Quote from Teleologist:
But Behe doesn't argue that species don't evolve which is what you say defines a creationist. Behe applies IC not to species but to molecular machines which go back to the origin of life.
Stu replies:
Oh come on now Tele. Don't start denying Behe is a creationist again. Trying to defend Behe is futile. He has already condemned himself to creationism in everything he says and particularly by his book 'Darwinâs Black Box / The Biochemical Challenge to Evolution'.
Response from Teleologist:
Stu, you already gave your definition of a creationist as one who denies that species evolve. By that criterion, Behe is not a creationist because he doesn't deny that species evolve. Behe doesn't deny common descent. ID doesn't deny common descent.
Even Richard Dawkins recognizes that Behe is not a creationist. In a review of Behe's new book, Dawkins says:
Behe correctly dissects the Darwinian theory into three parts: descent with modification, natural selection and mutation. Descent with modification gives him no problems, nor does natural selection. They are "trivial" and "modest" notions, respectively. Do his creationist fans know that Behe accepts as "trivial" the fact that we are African apes, cousins of monkeys, descended from fish?
So there you have it. Dawkins says Behe has no problem with descent with modification. He says that Behe accepts that we are African apes, cousins of monkeys, descended from fish.
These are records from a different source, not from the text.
//! Dictated mark entry and saved mark sheets

use axum::{
    extract::{Path, Query, State},
    http::header,
    response::IntoResponse,
    Extension, Json,
};
use rollcall_common::db::Teacher;
use rollcall_common::marks::{
    correct_to_roster, export_rows, parse_transcript, pick_best_transcript, strip_marker,
    MarkEntryInput, MarkSheet,
};
use serde::Deserialize;
use serde_json::{json, Value};
use tracing::{debug, info};
use uuid::Uuid;

use crate::api::ApiJson;
use crate::db::{accounts, marks as sheets};
use crate::error::ApiError;
use crate::pagination::calculate_pagination;
use crate::AppState;

/// Default rows per page for saved sheets
pub const SHEET_PAGE_SIZE: i64 = 20;

const RECORD_NOT_FOUND: &str = "Record not found";

#[derive(Debug, Default, Deserialize)]
pub struct ProcessVoiceRequest {
    #[serde(default)]
    pub text: Option<String>,
    #[serde(default)]
    pub subject: Option<String>,
    /// Recognizer hypotheses for the same utterance
    #[serde(default)]
    pub alternatives: Vec<String>,
}

/// POST /api/teacher/process-voice
pub async fn process_voice(ApiJson(req): ApiJson<ProcessVoiceRequest>) -> Result<Json<Value>, ApiError> {
    let text = if req.alternatives.is_empty() {
        req.text.unwrap_or_default()
    } else {
        pick_best_transcript(&req.alternatives).to_string()
    };
    if text.trim().is_empty() {
        return Err(ApiError::bad_request("Text input is required"));
    }

    let extraction = parse_transcript(&text);
    debug!(
        "Processed voice input ({} entries, subject {:?})",
        extraction.entries.len(),
        req.subject
    );

    Ok(Json(json!({
        "success": true,
        "data": {
            "entries": extraction.entries,
            "students": extraction.students,
            "marks": extraction.marks,
            "transcript": text,
        },
        "message": "Voice input processed successfully",
    })))
}

#[derive(Debug, Default, Deserialize)]
pub struct EntriesRequest {
    #[serde(default)]
    pub entries: Vec<MarkEntryInput>,
    #[serde(default)]
    pub subject: Option<String>,
}

/// POST /api/teacher/generate-excel
///
/// Responds with the sheet as an attachment in the configured writer's format.
pub async fn generate_sheet(
    State(state): State<AppState>,
    ApiJson(req): ApiJson<EntriesRequest>,
) -> Result<impl IntoResponse, ApiError> {
    let rows = export_rows(&req.entries, req.subject.as_deref(), state.clock.today())?;
    let bytes = state.sheet_writer.write(&rows)?;
    if bytes.is_empty() {
        return Err(ApiError::Internal("Failed to generate sheet".to_string()));
    }
    info!("Generated mark sheet export with {} rows", rows.len());

    let disposition = format!(
        "attachment; filename=mark_sheet_{}.{}",
        state.now_ms(),
        state.sheet_writer.extension()
    );
    Ok((
        [
            (header::CONTENT_TYPE, state.sheet_writer.content_type().to_string()),
            (header::CONTENT_DISPOSITION, disposition),
        ],
        bytes,
    ))
}

/// POST /api/teacher/save-entries
pub async fn save_entries(
    State(state): State<AppState>,
    Extension(teacher): Extension<Teacher>,
    ApiJson(req): ApiJson<EntriesRequest>,
) -> Result<Json<Value>, ApiError> {
    let sheet = MarkSheet::create(
        teacher.id,
        req.subject.as_deref().unwrap_or(""),
        &req.entries,
        state.clock.now(),
    )?;
    sheets::save_sheet(&state.db, &sheet).await?;

    let stats = sheet.stats();
    Ok(Json(json!({
        "success": true,
        "message": format!("{} entries saved successfully for \"{}\"", sheet.entries().len(), sheet.subject()),
        "count": sheet.entries().len(),
        "id": sheet.id(),
        "stats": {
            "average": stats.average_mark,
            "highest": stats.highest_mark,
            "lowest": stats.lowest_mark,
        },
    })))
}

#[derive(Debug, Default, Deserialize)]
pub struct SheetListQuery {
    pub subject: Option<String>,
    pub page: Option<i64>,
    pub limit: Option<i64>,
}

/// GET /api/teacher/mark-entries
pub async fn list_entries(
    State(state): State<AppState>,
    Extension(teacher): Extension<Teacher>,
    Query(query): Query<SheetListQuery>,
) -> Result<Json<Value>, ApiError> {
    let subject = query.subject.as_deref();
    let total = sheets::count_sheets(&state.db, teacher.id, subject).await?;
    let pagination = calculate_pagination(
        total,
        query.page.unwrap_or(1),
        query.limit.unwrap_or(SHEET_PAGE_SIZE),
    );
    let records = sheets::list_sheets(&state.db, teacher.id, subject, pagination.limit, pagination.offset).await?;

    Ok(Json(json!({
        "success": true,
        "total": total,
        "page": pagination.page,
        "pages": pagination.total_pages,
        "records": records,
    })))
}

fn sheet_id(raw: &str) -> Result<Uuid, ApiError> {
    Uuid::parse_str(raw).map_err(|_| ApiError::not_found(RECORD_NOT_FOUND))
}

/// GET /api/teacher/mark-entries/:id
pub async fn get_entry(
    State(state): State<AppState>,
    Extension(teacher): Extension<Teacher>,
    Path(id): Path<String>,
) -> Result<Json<Value>, ApiError> {
    let sheet = sheets::find_sheet(&state.db, teacher.id, sheet_id(&id)?)
        .await?
        .ok_or_else(|| ApiError::not_found(RECORD_NOT_FOUND))?;

    let stats = sheet.stats();
    let entries: Vec<Value> = sheet
        .entries()
        .iter()
        .map(|e| json!({ "studentName": e.name, "mark": e.mark }))
        .collect();

    Ok(Json(json!({
        "success": true,
        "record": {
            "id": sheet.id(),
            "subject": sheet.subject(),
            "totalStudents": stats.total_students,
            "averageMark": stats.average_mark,
            "highestMark": stats.highest_mark,
            "lowestMark": stats.lowest_mark,
            "savedAt": sheet.saved_at(),
            "entries": entries,
        },
    })))
}

/// DELETE /api/teacher/mark-entries/:id
pub async fn delete_entry(
    State(state): State<AppState>,
    Extension(teacher): Extension<Teacher>,
    Path(id): Path<String>,
) -> Result<Json<Value>, ApiError> {
    if !sheets::delete_sheet(&state.db, teacher.id, sheet_id(&id)?).await? {
        return Err(ApiError::not_found(RECORD_NOT_FOUND));
    }
    info!("Teacher {} deleted mark sheet {}", teacher.employee_id, id);
    Ok(Json(json!({ "success": true, "message": "Record deleted successfully" })))
}

/// GET /api/teacher/roster
pub async fn get_roster(State(state): State<AppState>) -> Result<Json<Value>, ApiError> {
    let names = accounts::roster(&state.db).await?;
    Ok(Json(json!({ "success": true, "students": names })))
}

#[derive(Debug, Default, Deserialize)]
pub struct CorrectNameRequest {
    #[serde(default)]
    pub name: Option<String>,
}

/// POST /api/teacher/correct-name
///
/// Snaps a dictated name to the closest registered student, if close enough.
pub async fn correct_name(
    State(state): State<AppState>,
    ApiJson(req): ApiJson<CorrectNameRequest>,
) -> Result<Json<Value>, ApiError> {
    let original = req.name.unwrap_or_default();
    let candidate = strip_marker(&original);
    if candidate.is_empty() {
        return Err(ApiError::bad_request("Name is required"));
    }

    let roster = accounts::roster(&state.db).await?;
    let corrected = correct_to_roster(candidate, &roster);

    Ok(Json(json!({
        "success": true,
        "original": original,
        "corrected": corrected,
    })))
}
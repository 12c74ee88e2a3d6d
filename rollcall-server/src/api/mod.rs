//! HTTP API handlers for rollcall-server

pub mod attendance;
pub mod auth;
pub mod health;
mod json;
pub mod marks;
pub mod reports;
pub mod students;
pub mod teachers;

pub use auth::{require_student, require_teacher};
pub use health::health_routes;
pub use json::ApiJson;

use serde_json::Value;

/// Required text field: present, a string or number, non-blank after trim
pub(crate) fn required_text(value: &Option<Value>) -> Option<String> {
    let text = match value.as_ref()? {
        Value::String(s) => s.trim().to_string(),
        Value::Number(n) => n.to_string(),
        _ => return None,
    };
    (!text.is_empty()).then_some(text)
}
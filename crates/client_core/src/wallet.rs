//! Injected-wallet connector speaking the standard account JSON-RPC calls.

use std::sync::atomic::{AtomicU64, Ordering};

use anyhow::{anyhow, bail, Context, Result};
use async_trait::async_trait;
use reqwest::Client;
use serde::de::DeserializeOwned;
use shared::{
    domain::{Address, ChainId, ConnectorKind, Session},
    protocol::{JsonRpcRequest, JsonRpcResponse},
};
use tracing::debug;
use url::Url;

use crate::WalletProvider;

pub struct JsonRpcWallet {
    http: Client,
    rpc_url: Url,
    next_id: AtomicU64,
}

impl JsonRpcWallet {
    pub fn new(rpc_url: &str) -> Result<Self> {
        let rpc_url =
            Url::parse(rpc_url.trim()).with_context(|| format!("invalid wallet rpc url '{rpc_url}'"))?;
        Ok(Self {
            http: Client::new(),
            rpc_url,
            next_id: AtomicU64::new(1),
        })
    }

    async fn request<T: DeserializeOwned>(&self, method: &str) -> Result<T> {
        let id = self.next_id.fetch_add(1, Ordering::Relaxed);
        let res = self
            .http
            .post(self.rpc_url.clone())
            .json(&JsonRpcRequest::new(id, method))
            .send()
            .await
            .with_context(|| format!("failed to reach wallet at {}", self.rpc_url))?
            .error_for_status()?;
        let body: JsonRpcResponse = res
            .json()
            .await
            .with_context(|| format!("malformed {method} response"))?;
        if let Some(err) = body.error {
            bail!("{method} failed ({}): {}", err.code, err.message);
        }
        let result = body
            .result
            .ok_or_else(|| anyhow!("{method} returned no result"))?;
        serde_json::from_value(result).with_context(|| format!("unexpected {method} result"))
    }
}

#[async_trait]
impl WalletProvider for JsonRpcWallet {
    async fn connect(&self, connector: ConnectorKind) -> Result<Session> {
        let ConnectorKind::Injected = connector;

        let accounts: Vec<String> = self.request("eth_requestAccounts").await?;
        let first = accounts
            .first()
            .ok_or_else(|| anyhow!("wallet exposed no accounts"))?;
        let address = Address::parse(first)?;

        let chain_hex: String = self.request("eth_chainId").await?;
        let chain_id = ChainId(parse_hex_quantity(&chain_hex)?);

        debug!(address = %address, chain_id = chain_id.0, "wallet session established");
        Ok(Session {
            address,
            chain_id,
            can_sign: true,
        })
    }

    async fn disconnect(&self) -> Result<()> {
        // Injected wallets keep their own permission state; nothing to revoke here.
        debug!(rpc_url = %self.rpc_url, "wallet session dropped");
        Ok(())
    }
}

fn parse_hex_quantity(raw: &str) -> Result<u64> {
    let digits = raw
        .trim()
        .strip_prefix("0x")
        .ok_or_else(|| anyhow!("expected hex quantity, got '{raw}'"))?;
    u64::from_str_radix(digits, 16).with_context(|| format!("invalid hex quantity '{raw}'"))
}
use std::{fs, path::PathBuf};

use anyhow::{Context, Result};
use clap::{Args, Parser, Subcommand};
use client_core::{
    config::{load_settings, load_settings_from, Settings},
    provision::{
        airdrop, create_membership_nft, deploy_governance_token, deploy_membership_drop,
        deploy_vote_module, mint_supply, AirdropOutcome, DropAdmin, NftSpec, VoteModuleConfig,
    },
    HttpModuleGateway,
};
use shared::domain::{Address, TokenAmount};

#[derive(Parser, Debug)]
#[command(about = "Deploys and seeds the DAO modules")]
struct Cli {
    /// Settings file; defaults to ./dao.toml when present.
    #[arg(long)]
    config: Option<PathBuf>,
    /// Overrides `gateway_url` from settings.
    #[arg(long)]
    gateway_url: Option<String>,
    #[command(subcommand)]
    command: Command,
}

#[derive(Args, Debug)]
struct NftArgs {
    #[arg(long)]
    name: String,
    #[arg(long)]
    description: String,
    #[arg(long)]
    image: PathBuf,
}

impl NftArgs {
    fn load(&self) -> Result<NftSpec> {
        let image = fs::read(&self.image)
            .with_context(|| format!("failed to read image '{}'", self.image.display()))?;
        Ok(NftSpec {
            name: self.name.clone(),
            description: self.description.clone(),
            image,
        })
    }
}

#[derive(Subcommand, Debug)]
enum Command {
    DeployDrop {
        #[command(flatten)]
        nft: NftArgs,
    },
    CreateNft {
        #[arg(long)]
        drop: Option<Address>,
        #[command(flatten)]
        nft: NftArgs,
    },
    DeployToken {
        #[arg(long)]
        name: String,
        #[arg(long)]
        symbol: String,
    },
    Mint {
        #[arg(long)]
        token: Option<Address>,
        /// Whole tokens.
        #[arg(long, default_value = "1000000")]
        amount: String,
    },
    Airdrop {
        #[arg(long)]
        drop: Option<Address>,
        #[arg(long)]
        token: Option<Address>,
        #[arg(long, default_value_t = 1000)]
        min: u64,
        #[arg(long, default_value_t = 10000)]
        max: u64,
    },
    DeployVote {
        #[arg(long)]
        name: String,
        #[arg(long)]
        voting_token: Option<Address>,
        #[arg(long, default_value_t = 0)]
        start_wait_secs: u64,
        #[arg(long, default_value_t = 86_400)]
        voting_secs: u64,
        #[arg(long, default_value_t = 0)]
        quorum_fraction: u8,
        /// Whole tokens.
        #[arg(long, default_value = "0")]
        min_proposal_tokens: String,
    },
}

fn pick(explicit: Option<Address>, settings: &Settings, key: &str) -> Result<Address> {
    match explicit {
        Some(address) => Ok(address),
        None => settings.require(key),
    }
}

#[tokio::main]
async fn main() -> Result<()> {
    tracing_subscriber::fmt().with_env_filter("info").init();
    let cli = Cli::parse();

    let mut settings = match &cli.config {
        Some(path) => load_settings_from(path)?,
        None => load_settings(),
    };
    if let Some(url) = cli.gateway_url {
        settings.gateway_url = url;
    }
    settings.validate()?;
    let decimals = settings.token_decimals;

    match cli.command {
        Command::DeployDrop { nft } => {
            let spec = nft.load()?;
            let app = HttpModuleGateway::new(&settings.gateway_url, settings.require("app_address")?)?;
            let address = deploy_membership_drop(&app, &spec).await?;
            println!("deployed bundle drop module, address: {address}");
            let metadata = app.for_module(address).metadata().await?;
            println!(
                "bundle drop metadata: name={} description={}",
                metadata.name, metadata.description
            );
        }
        Command::CreateNft { drop, nft } => {
            let spec = nft.load()?;
            let drop = pick(drop, &settings, "drop_address")?;
            let gateway = HttpModuleGateway::new(&settings.gateway_url, drop)?;
            create_membership_nft(&gateway, &spec).await?;
            println!("created membership NFT '{}'", spec.name);
        }
        Command::DeployToken { name, symbol } => {
            let app = HttpModuleGateway::new(&settings.gateway_url, settings.require("app_address")?)?;
            let address = deploy_governance_token(&app, &name, &symbol).await?;
            println!("deployed token module, address: {address}");
        }
        Command::Mint { token, amount } => {
            let token = pick(token, &settings, "token_address")?;
            let amount = TokenAmount::parse_units(&amount, decimals)?;
            let gateway = HttpModuleGateway::new(&settings.gateway_url, token)?;
            let supply = mint_supply(&gateway, amount).await?;
            println!(
                "there now is {} tokens in circulation",
                supply.format_units(decimals)
            );
        }
        Command::Airdrop {
            drop,
            token,
            min,
            max,
        } => {
            let drop = HttpModuleGateway::new(
                &settings.gateway_url,
                pick(drop, &settings, "drop_address")?,
            )?;
            let token = drop.for_module(pick(token, &settings, "token_address")?);
            let mut rng = rand::thread_rng();
            match airdrop(&drop, &token, min..=max, decimals, &mut rng).await? {
                AirdropOutcome::NoClaimers => {
                    println!("no NFTs have been claimed yet, get some friends to claim your free NFTs!");
                }
                AirdropOutcome::Sent(targets) => {
                    for target in &targets {
                        println!(
                            "sent {} tokens to {}",
                            target.amount.format_units(decimals),
                            target.address
                        );
                    }
                    println!("airdropped tokens to {} NFT holders", targets.len());
                }
            }
        }
        Command::DeployVote {
            name,
            voting_token,
            start_wait_secs,
            voting_secs,
            quorum_fraction,
            min_proposal_tokens,
        } => {
            let voting_token = pick(voting_token, &settings, "token_address")?;
            let mut config = VoteModuleConfig::new(name, voting_token);
            config.proposal_start_wait_secs = start_wait_secs;
            config.proposal_voting_secs = voting_secs;
            config.voting_quorum_fraction = quorum_fraction;
            config.min_tokens_to_propose = TokenAmount::parse_units(&min_proposal_tokens, decimals)?;

            let app = HttpModuleGateway::new(&settings.gateway_url, settings.require("app_address")?)?;
            let address = deploy_vote_module(&app, &config).await?;
            println!("deployed vote module, address: {address}");
        }
    }

    Ok(())
}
So Behe obviously doesn't fit your previous definition of a creationist nor does he fit any definition of a creationist I've ever heard of.
Stu wrote:
I repeat, Crick and Orgel were not creationists because they did not pretend their idea was scientific, they did not deny Evolution and they made statements like this one...
"Biologists must constantly keep in mind that what they see was not designed, but rather evolved."
Teleologist replies:
Behe accepts we are African apes, cousins of monkeys, descended from fish. He certainly doesn't deny evolution. Behe accepts as much evolution as does Crick and Orgel but like Crick and Orgel he is skeptical of a non-telic origin of life and like them has presented a telic alternative. You previously defined a creationist as one who denies that species evolve. That obviously doesn't apply to Behe. Behe is a theistic evolutionist.